=== Begin Enclosure ===

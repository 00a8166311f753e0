use std::fs;
use std::io::Write as _;
use std::path::PathBuf;
use std::time::Duration;

use anyhow::{anyhow, Context, Result};
use clap::Parser;
use tokio::io::AsyncBufReadExt;
use tokio::time::Instant;
use tracing_subscriber::EnvFilter;

use vsm_core::capture::{read_capture, CaptureRecord, CaptureWriter};
use vsm_core::compiler;
use vsm_core::engine::PolicyEngine;
use vsm_core::events::OutputEvent;
use vsm_core::sched::RateTransform;
use vsm_core::signals::SignalMap;
use vsm_core::types::{SignalId, Timestamp, Value};
use vsm_core::wire::{self, Input};

/// Rule-driven vehicle signal manager: reads `name = value` updates,
/// evaluates the rule set, and emits derived signals.
#[derive(Parser, Debug)]
#[command(name = "vsm", version, about)]
struct Args {
    /// Rule configuration file (YAML).
    #[arg(long, short = 'r')]
    rules: PathBuf,

    /// Signal-number mapping file (`name id` lines).
    #[arg(long)]
    signals: Option<PathBuf>,

    /// Record the signal stream to this capture log (CSV).
    #[arg(long)]
    capture: Option<PathBuf>,

    /// Replay a capture log instead of reading stdin.
    #[arg(long)]
    replay: Option<PathBuf>,

    /// Replay rate percentage: 100 = real time, 50 = half speed.
    #[arg(long, default_value_t = 100.0)]
    replay_rate: f64,

    /// Echo received inputs to stdout with a `>` prefix.
    #[arg(long)]
    echo: bool,
}

#[tokio::main(flavor = "current_thread")]
async fn main() -> Result<()> {
    tracing_subscriber::fmt()
        .with_env_filter(EnvFilter::from_default_env().add_directive("info".parse()?))
        .with_writer(std::io::stderr)
        .init();

    let args = Args::parse();

    let rate = RateTransform::new(args.replay_rate)
        .ok_or_else(|| anyhow!("replay rate must be in (0, 10000], got {}", args.replay_rate))?;

    let map = match &args.signals {
        Some(path) => {
            let text = fs::read_to_string(path)
                .with_context(|| format!("reading signal map {}", path.display()))?;
            Some(
                SignalMap::parse(&text)
                    .with_context(|| format!("loading signal map {}", path.display()))?,
            )
        }
        None => None,
    };

    let rules_text = fs::read_to_string(&args.rules)
        .with_context(|| format!("reading rules {}", args.rules.display()))?;
    let program = compiler::compile(&rules_text, map.as_ref())
        .with_context(|| format!("loading rules {}", args.rules.display()))?;

    tracing::info!(
        rules = %args.rules.display(),
        version = %hex(&program.version),
        nodes = program.nodes.len(),
        "rules compiled"
    );

    let capture = match &args.capture {
        Some(path) => {
            let file = fs::File::create(path)
                .with_context(|| format!("creating capture log {}", path.display()))?;
            Some(CaptureWriter::new(file))
        }
        None => None,
    };

    let mut driver = Driver {
        engine: PolicyEngine::new(program, map),
        capture,
        echo: args.echo,
        rate,
        start: Instant::now(),
    };

    let startup = driver.engine.start(0);
    driver.dispatch(startup);

    match &args.replay {
        Some(path) => {
            let text = fs::read_to_string(path)
                .with_context(|| format!("reading capture log {}", path.display()))?;
            let records = read_capture(&text)
                .with_context(|| format!("loading capture log {}", path.display()))?;
            tracing::info!(events = records.len(), rate = rate.percent(), "replaying");
            run_replay(&mut driver, records).await
        }
        None => run_interactive(&mut driver).await,
    }?;

    if let Some(capture) = driver.capture.as_mut() {
        capture.flush().context("flushing capture log")?;
    }
    Ok(())
}

// ─── Driver ───────────────────────────────────────────────────

/// Single-threaded driver: the sole mutator of the engine. Blocks on the
/// earlier of the next input and the next timer deadline; logical time is
/// wall time through the rate transform.
struct Driver {
    engine: PolicyEngine,
    capture: Option<CaptureWriter<fs::File>>,
    echo: bool,
    rate: RateTransform,
    start: Instant,
}

impl Driver {
    fn now(&self) -> Timestamp {
        self.rate.to_logical(self.start.elapsed().as_millis() as u64)
    }

    fn wall_instant(&self, at: Timestamp) -> Instant {
        self.start + Duration::from_millis(self.rate.to_wall(at))
    }

    /// Parse, translate, and feed one input line. Transport errors are
    /// logged and the event dropped.
    fn handle_line(&mut self, line: &str) {
        let input = match wire::parse_input_line(line) {
            Ok(input) => input,
            Err(e) => {
                tracing::warn!(error = %e, "input dropped");
                return;
            }
        };
        let (name, id, value) = match input {
            Input::Named { name, value } => {
                let id = self.engine.signal_map().and_then(|m| m.id_of(&name));
                (name, id, value)
            }
            Input::Numbered { id, value } => {
                match self.engine.signal_map().and_then(|m| m.name_of(id)) {
                    Some(name) => (name.to_string(), Some(id), value),
                    None => {
                        tracing::warn!(id, "unknown signal id, dropped");
                        return;
                    }
                }
            }
        };
        let now = self.now();
        self.feed(&name, id, value, now);
    }

    fn feed(&mut self, name: &str, id: Option<SignalId>, value: Value, now: Timestamp) {
        if self.echo {
            println!("{}", wire::format_echo(now, name, id, &value));
        }
        self.record(now, name, id, &value);
        let events = self.engine.inject(name, value, now);
        self.dispatch(events);
    }

    fn dispatch(&mut self, events: Vec<OutputEvent>) {
        for event in events {
            match event {
                OutputEvent::Emission(e) => {
                    println!("{}", wire::format_emission(&e));
                    self.record(e.at, &e.name, e.id, &e.value);
                }
                OutputEvent::Violation(v) => {
                    tracing::warn!(wall = %chrono::Utc::now().to_rfc3339(), "{}", v);
                }
            }
        }
        let _ = std::io::stdout().flush();
    }

    fn record(&mut self, at: Timestamp, name: &str, id: Option<SignalId>, value: &Value) {
        if let Some(capture) = self.capture.as_mut() {
            let rec = CaptureRecord {
                at,
                name: name.to_string(),
                id,
                value: value.clone(),
            };
            if let Err(e) = capture.record(&rec) {
                tracing::warn!(error = %e, "capture write failed");
            }
        }
    }
}

// ─── Interactive mode ─────────────────────────────────────────

async fn run_interactive(driver: &mut Driver) -> Result<()> {
    let stdin = tokio::io::BufReader::new(tokio::io::stdin());
    let mut lines = stdin.lines();

    loop {
        let next = driver.engine.next_deadline();
        let deadline_wall = next.map(|at| driver.wall_instant(at));

        tokio::select! {
            line = lines.next_line() => {
                match line {
                    Ok(Some(line)) => {
                        if !line.trim().is_empty() {
                            driver.handle_line(line.trim());
                        }
                    }
                    Ok(None) => break,
                    Err(e) => {
                        tracing::warn!(error = %e, "stdin error");
                        break;
                    }
                }
            }
            _ = tokio::time::sleep_until(deadline_wall.unwrap_or_else(|| Instant::now() + Duration::from_secs(3600))), if deadline_wall.is_some() => {
                let now = next.unwrap_or_default();
                let events = driver.engine.advance(now);
                driver.dispatch(events);
            }
        }
    }

    // EOF: run out the pending timers (delayed emissions, monitors).
    while let Some(at) = driver.engine.next_deadline() {
        tokio::time::sleep_until(driver.wall_instant(at)).await;
        let events = driver.engine.advance(at);
        driver.dispatch(events);
    }
    Ok(())
}

// ─── Replay mode ──────────────────────────────────────────────

async fn run_replay(driver: &mut Driver, records: Vec<CaptureRecord>) -> Result<()> {
    let mut queue = records.into_iter().peekable();

    loop {
        let next_timer = driver.engine.next_deadline();
        let next_event = queue.peek().map(|r| r.at);
        let wake = match (next_timer, next_event) {
            (None, None) => break,
            (Some(t), None) => t,
            (None, Some(e)) => e,
            (Some(t), Some(e)) => t.min(e),
        };

        tokio::time::sleep_until(driver.wall_instant(wake)).await;

        // Input-driven transitions before timer-driven ones in a tick.
        while queue.peek().map_or(false, |r| r.at <= wake) {
            let CaptureRecord { at, name, id, value } = queue.next().unwrap();
            driver.feed(&name, id, value, at);
        }
        let events = driver.engine.advance(wake);
        driver.dispatch(events);
    }
    Ok(())
}

fn hex(bytes: &[u8]) -> String {
    bytes.iter().map(|b| format!("{:02x}", b)).collect()
}

#[cfg(test)]
mod tests {
    use super::*;

    fn test_driver(rate: f64) -> Driver {
        Driver {
            engine: PolicyEngine::new(compiler::compile("[]", None).unwrap(), None),
            capture: None,
            echo: false,
            rate: RateTransform::new(rate).unwrap(),
            start: Instant::now(),
        }
    }

    #[tokio::test(start_paused = true)]
    async fn logical_clock_follows_rate_transform() {
        let driver = test_driver(50.0);
        assert_eq!(driver.now(), 0);
        tokio::time::advance(Duration::from_millis(2000)).await;
        assert_eq!(driver.now(), 1000);
        assert_eq!(
            driver.wall_instant(1000),
            driver.start + Duration::from_millis(2000)
        );
    }

    #[tokio::test(start_paused = true)]
    async fn real_time_rate_is_identity() {
        let driver = test_driver(100.0);
        tokio::time::advance(Duration::from_millis(750)).await;
        assert_eq!(driver.now(), 750);
        assert_eq!(
            driver.wall_instant(750),
            driver.start + Duration::from_millis(750)
        );
    }
}
//! # Domain models for users, notes, and analytics
//!
//! Defines the records held by [`crate::MemStorage`] and the input structs for
//! each write operation. All record types are `Serialize + Deserialize` with
//! camelCase wire names so they can be returned directly from the HTTP API.
//!
//! ## Records
//!
//! | Struct | Represents |
//! |--------|-----------|
//! | [`User`] | An account. `password` is `None` for guest accounts, otherwise a salted hash. Carries the single-use email verification token and the external credential placeholders. |
//! | [`Note`] | A note owned by a user (weak reference by id). `schedule` is an opaque JSON value; `last_posted` is never set by any current code path. |
//! | [`Analytics`] | An append-only impression/engagement sample for a note, stamped at insertion. |
//!
//! ## Input structs
//!
//! Each write operation takes its own struct ([`NewUser`], [`NewNote`],
//! [`NoteUpdate`], [`UserUpdate`], [`NewAnalytics`]) rather than a partial
//! record, so required and optional fields are explicit at the call site.

use chrono::{DateTime, Utc};
use serde::{Deserialize, Deserializer, Serialize};

/// Full user record as held by the store.
#[derive(Debug, Clone, PartialEq, Serialize, Deserialize)]
#[serde(rename_all = "camelCase")]
pub struct User {
    pub id: i64,
    pub email: String,
    /// Salted password hash; `None` for guest accounts.
    pub password: Option<String>,
    pub name: String,
    pub is_email_verified: bool,
    /// Single-use token, cleared when the email is verified.
    pub email_verification_token: Option<String>,
    pub twitter_token: Option<String>,
    pub google_token: Option<String>,
}

impl User {
    /// Convert to [`UserInfo`] for client consumption.
    pub fn to_info(&self) -> UserInfo {
        UserInfo {
            id: self.id,
            email: self.email.clone(),
            name: self.name.clone(),
            is_email_verified: self.is_email_verified,
            twitter_connected: self.twitter_token.is_some(),
            google_connected: self.google_token.is_some(),
        }
    }
}

/// User information safe to send to the client. Never carries the password
/// hash or the raw external tokens.
#[derive(Debug, Clone, PartialEq, Serialize, Deserialize)]
#[serde(rename_all = "camelCase")]
pub struct UserInfo {
    pub id: i64,
    pub email: String,
    pub name: String,
    pub is_email_verified: bool,
    pub twitter_connected: bool,
    pub google_connected: bool,
}

/// Input for [`crate::MemStorage::create_user`]. The store initializes the
/// external tokens to `None`; email uniqueness is the caller's responsibility.
#[derive(Debug, Clone)]
pub struct NewUser {
    pub email: String,
    pub password: Option<String>,
    pub name: String,
    pub is_email_verified: bool,
    pub email_verification_token: Option<String>,
}

/// Partial user update; only provided fields are merged.
#[derive(Debug, Clone, Default)]
pub struct UserUpdate {
    pub is_email_verified: Option<bool>,
    /// Outer `Some` means "write this value", including `Some(None)` to clear
    /// the token.
    pub email_verification_token: Option<Option<String>>,
}

/// A note record.
#[derive(Debug, Clone, PartialEq, Serialize, Deserialize)]
#[serde(rename_all = "camelCase")]
pub struct Note {
    pub id: i64,
    pub user_id: i64,
    pub title: String,
    pub content: String,
    pub created_at: DateTime<Utc>,
    /// Opaque posting schedule, shaped by the client.
    pub schedule: Option<serde_json::Value>,
    pub last_posted: Option<DateTime<Utc>>,
}

/// Input for [`crate::MemStorage::create_note`].
#[derive(Debug, Clone)]
pub struct NewNote {
    pub user_id: i64,
    pub title: String,
    pub content: String,
    pub schedule: Option<serde_json::Value>,
}

/// Partial note update; only provided fields are merged. `created_at` and
/// `user_id` are never touched.
#[derive(Debug, Clone, Default, Deserialize)]
#[serde(rename_all = "camelCase")]
pub struct NoteUpdate {
    pub title: Option<String>,
    pub content: Option<String>,
    /// Distinguishes an absent field (leave untouched) from an explicit
    /// `null` (clear the schedule).
    #[serde(default, deserialize_with = "double_option")]
    pub schedule: Option<Option<serde_json::Value>>,
}

fn double_option<'de, D>(
    deserializer: D,
) -> Result<Option<Option<serde_json::Value>>, D::Error>
where
    D: Deserializer<'de>,
{
    Option::deserialize(deserializer).map(Some)
}

/// An impression/engagement sample for a note.
#[derive(Debug, Clone, PartialEq, Serialize, Deserialize)]
#[serde(rename_all = "camelCase")]
pub struct Analytics {
    pub id: i64,
    pub note_id: i64,
    pub impressions: i64,
    pub engagements: i64,
    pub timestamp: DateTime<Utc>,
}

/// Input for [`crate::MemStorage::add_analytics`].
#[derive(Debug, Clone)]
pub struct NewAnalytics {
    pub note_id: i64,
    pub impressions: i64,
    pub engagements: i64,
}
//! HTTP server for Notecast: session-cookie authenticated JSON API over the
//! in-memory store.

use axum::{
    routing::{get, patch, post},
    Router,
};
use time::Duration;
use tokio::net::TcpListener;
use tokio::signal::{
    ctrl_c,
    unix::{signal, SignalKind},
};
use tower_http::trace::TraceLayer;
use tower_sessions::{Expiry, MemoryStore, SessionManagerLayer};
use tracing::info;
use tracing_subscriber::{fmt, EnvFilter};

pub mod error;
pub mod extract;
pub mod routes;
pub mod settings;
pub mod state;

use settings::Settings;
use state::AppState;

/// Build the application router with its session layer.
pub fn app(state: AppState, session_ttl: Duration) -> Router {
    let session_store = MemoryStore::default();
    let session_layer = SessionManagerLayer::new(session_store)
        .with_secure(false)
        .with_expiry(Expiry::OnInactivity(session_ttl));

    Router::new()
        .route("/api/auth/register", post(routes::auth::register))
        .route("/api/auth/verify-email", post(routes::auth::verify_email))
        .route("/api/auth/login", post(routes::auth::login))
        .route("/api/auth/logout", post(routes::auth::logout))
        .route("/api/auth/user", get(routes::auth::current_user))
        .route("/api/auth/guest", get(routes::auth::guest))
        .route("/api/auth/social-tokens", post(routes::auth::social_tokens))
        .route(
            "/api/notes",
            get(routes::notes::list).post(routes::notes::create),
        )
        .route(
            "/api/notes/{id}",
            patch(routes::notes::update).delete(routes::notes::remove),
        )
        .route("/api/rephrase", post(routes::rephrase::rephrase))
        .route("/api/analytics/{note_id}", get(routes::analytics::by_note))
        .layer(TraceLayer::new_for_http())
        .layer(session_layer)
        .with_state(state)
}

pub async fn serve() -> anyhow::Result<()> {
    fmt()
        .with_env_filter(
            EnvFilter::try_from_default_env().unwrap_or_else(|_| "info".parse().unwrap()),
        )
        .init();

    let settings = Settings::new()?;
    let state = AppState::new(&settings)?;
    let router = app(state, Duration::hours(settings.session.hours));

    let address = format!("{}:{}", settings.server.host, settings.server.port);
    let listener = TcpListener::bind(&address).await?;
    info!("Server running on {address}");

    axum::serve(listener, router)
        .with_graceful_shutdown(shutdown_signal())
        .await?;

    info!("Server shutting down");
    Ok(())
}

async fn shutdown_signal() {
    let ctrl_c = async {
        ctrl_c().await.expect("Failed to install Ctrl+C handler");
        info!("Received Ctrl+C, shutting down");
    };

    #[cfg(unix)]
    let terminate = async {
        signal(SignalKind::terminate())
            .expect("Failed to install signal handler")
            .recv()
            .await;
        info!("Received terminate signal, shutting down");
    };

    #[cfg(not(unix))]
    let terminate = std::future::pending::<()>();

    tokio::select! {
        _ = ctrl_c => {},
        _ = terminate => {},
    }
}
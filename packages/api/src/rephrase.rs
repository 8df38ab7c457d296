//! # Rephrasing client
//!
//! Wraps an OpenAI-compatible chat-completions endpoint that rewrites note
//! text into a short social post. The model is instructed to answer as JSON
//! `{"content": "..."}`; [`RephraseClient::rephrase`] returns the inner
//! string.
//!
//! Any transport, status, or parse failure surfaces as a [`RephraseError`];
//! callers map all of them to one fixed user-facing message. Requests carry a
//! 30-second timeout so a hung upstream cannot hang the caller indefinitely.

use serde::{Deserialize, Serialize};
use std::time::Duration;
use thiserror::Error;

const SYSTEM_PROMPT: &str = "You are a social media expert that rephrases content into engaging \
     tweets. Keep the message concise and impactful while maintaining the original meaning. \
     Format your response as JSON with a 'content' field containing the rephrased text.";

const REQUEST_TIMEOUT: Duration = Duration::from_secs(30);
const MAX_TOKENS: u32 = 100;
const TEMPERATURE: f32 = 0.7;

#[derive(Debug, Error)]
pub enum RephraseError {
    #[error("rephrase request failed: {0}")]
    Transport(#[from] reqwest::Error),
    #[error("rephrase response was malformed")]
    Malformed,
}

/// Client for the external rephrasing service.
#[derive(Clone, Debug)]
pub struct RephraseClient {
    http: reqwest::Client,
    base_url: String,
    api_key: String,
    model: String,
}

#[derive(Serialize)]
struct ChatRequest<'a> {
    model: &'a str,
    messages: [ChatMessage<'a>; 2],
    response_format: ResponseFormat,
    max_tokens: u32,
    temperature: f32,
}

#[derive(Serialize)]
struct ChatMessage<'a> {
    role: &'a str,
    content: &'a str,
}

#[derive(Serialize)]
struct ResponseFormat {
    #[serde(rename = "type")]
    kind: &'static str,
}

#[derive(Deserialize)]
struct ChatResponse {
    choices: Vec<Choice>,
}

#[derive(Deserialize)]
struct Choice {
    message: ChoiceMessage,
}

#[derive(Deserialize)]
struct ChoiceMessage {
    content: String,
}

#[derive(Deserialize)]
struct Rephrased {
    content: String,
}

impl RephraseClient {
    /// `base_url` is the API root, e.g. `https://api.openai.com/v1`.
    pub fn new(base_url: &str, api_key: &str, model: &str) -> Result<Self, RephraseError> {
        let http = reqwest::ClientBuilder::new()
            .timeout(REQUEST_TIMEOUT)
            .build()?;
        Ok(Self {
            http,
            base_url: base_url.trim_end_matches('/').to_string(),
            api_key: api_key.to_string(),
            model: model.to_string(),
        })
    }

    /// Rewrite `text` as a short social post.
    pub async fn rephrase(&self, text: &str) -> Result<String, RephraseError> {
        let request = ChatRequest {
            model: &self.model,
            messages: [
                ChatMessage {
                    role: "system",
                    content: SYSTEM_PROMPT,
                },
                ChatMessage {
                    role: "user",
                    content: text,
                },
            ],
            response_format: ResponseFormat {
                kind: "json_object",
            },
            max_tokens: MAX_TOKENS,
            temperature: TEMPERATURE,
        };

        let response: ChatResponse = self
            .http
            .post(format!("{}/chat/completions", self.base_url))
            .bearer_auth(&self.api_key)
            .json(&request)
            .send()
            .await?
            .error_for_status()?
            .json()
            .await?;

        let content = &response
            .choices
            .first()
            .ok_or(RephraseError::Malformed)?
            .message
            .content;
        let rephrased: Rephrased =
            serde_json::from_str(content).map_err(|_| RephraseError::Malformed)?;
        Ok(rephrased.content)
    }
}

#[cfg(test)]
mod tests {
    use super::*;

    #[test]
    fn request_body_shape() {
        let request = ChatRequest {
            model: "gpt-4o",
            messages: [
                ChatMessage {
                    role: "system",
                    content: SYSTEM_PROMPT,
                },
                ChatMessage {
                    role: "user",
                    content: "launch day!",
                },
            ],
            response_format: ResponseFormat {
                kind: "json_object",
            },
            max_tokens: MAX_TOKENS,
            temperature: TEMPERATURE,
        };
        let json = serde_json::to_value(&request).unwrap();
        assert_eq!(json["model"], "gpt-4o");
        assert_eq!(json["messages"][0]["role"], "system");
        assert_eq!(json["messages"][1]["content"], "launch day!");
        assert_eq!(json["response_format"]["type"], "json_object");
        assert_eq!(json["max_tokens"], 100);
    }

    #[test]
    fn response_content_is_nested_json() {
        let body = r#"{"choices":[{"message":{"content":"{\"content\":\"Shipped!\"}"}}]}"#;
        let response: ChatResponse = serde_json::from_str(body).unwrap();
        let rephrased: Rephrased =
            serde_json::from_str(&response.choices[0].message.content).unwrap();
        assert_eq!(rephrased.content, "Shipped!");
    }

    #[test]
    fn non_json_content_is_malformed() {
        let rephrased: Result<Rephrased, _> = serde_json::from_str("just plain text");
        assert!(rephrased.is_err());
    }

    #[test]
    fn base_url_trailing_slash_is_trimmed() {
        let client = RephraseClient::new("https://api.openai.com/v1/", "key", "gpt-4o").unwrap();
        assert_eq!(client.base_url, "https://api.openai.com/v1");
    }
}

=== End Enclosure ===

◆ Task details ◆
Once you have checked the entries above, say how many lines include the word "fields", and nothing beyond the number.

◆ Response to the exercise ◆
3